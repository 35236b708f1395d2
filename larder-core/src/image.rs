//! Image validation for photos handed to the image-to-text collaborator.

use std::io::Cursor;

use image::{ImageFormat, ImageReader};
use thiserror::Error;

/// Allowed image formats for ingredient photos.
pub const ALLOWED_FORMATS: &[ImageFormat] = &[
    ImageFormat::Jpeg,
    ImageFormat::Png,
    ImageFormat::Gif,
    ImageFormat::WebP,
];

/// Maximum file size for images (10MB).
pub const MAX_FILE_SIZE: usize = 10 * 1024 * 1024;

#[derive(Error, Debug)]
pub enum ImageError {
    #[error("Image is empty")]
    Empty,

    #[error("Image too large: {size} bytes (max {max})")]
    TooLarge { size: usize, max: usize },

    #[error("Failed to read image: {0}")]
    Unreadable(#[from] std::io::Error),

    #[error("Could not detect image format")]
    UnknownFormat,

    #[error("Unsupported image format: {0:?}. Allowed: JPEG, PNG, GIF, WebP")]
    Unsupported(ImageFormat),
}

/// Check size and format by sniffing the header bytes.
///
/// Returns the content type on success (e.g., "image/jpeg"). The image is
/// not decoded.
pub fn validate_image(data: &[u8]) -> Result<String, ImageError> {
    if data.is_empty() {
        return Err(ImageError::Empty);
    }
    if data.len() > MAX_FILE_SIZE {
        return Err(ImageError::TooLarge {
            size: data.len(),
            max: MAX_FILE_SIZE,
        });
    }

    let reader = ImageReader::new(Cursor::new(data)).with_guessed_format()?;
    let format = reader.format().ok_or(ImageError::UnknownFormat)?;

    if !ALLOWED_FORMATS.contains(&format) {
        return Err(ImageError::Unsupported(format));
    }

    Ok(format.to_mime_type().to_string())
}

#[cfg(test)]
mod tests {
    use super::*;

    fn tiny_png() -> Vec<u8> {
        let mut bytes = Vec::new();
        image::RgbImage::new(2, 2)
            .write_to(&mut Cursor::new(&mut bytes), ImageFormat::Png)
            .unwrap();
        bytes
    }

    #[test]
    fn test_validate_png() {
        assert_eq!(validate_image(&tiny_png()).unwrap(), "image/png");
    }

    #[test]
    fn test_jpeg_header_is_enough() {
        let jpeg_header = [0xFF, 0xD8, 0xFF, 0xE0, 0x00, 0x10, b'J', b'F', b'I', b'F'];
        assert_eq!(validate_image(&jpeg_header).unwrap(), "image/jpeg");
    }

    #[test]
    fn test_validate_invalid_format() {
        let result = validate_image(b"not an image");
        assert!(matches!(result, Err(ImageError::UnknownFormat)));
    }

    #[test]
    fn test_empty_and_oversized() {
        assert!(matches!(validate_image(&[]), Err(ImageError::Empty)));
        let big = vec![0u8; MAX_FILE_SIZE + 1];
        assert!(matches!(
            validate_image(&big),
            Err(ImageError::TooLarge { .. })
        ));
    }
}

▸ **What the task asks**:
From the listing above, copy out each line where the word "photos" appears.

▸ **Written answer**:
//! Image validation for photos handed to the image-to-text collaborator.
/// Allowed image formats for ingredient photos.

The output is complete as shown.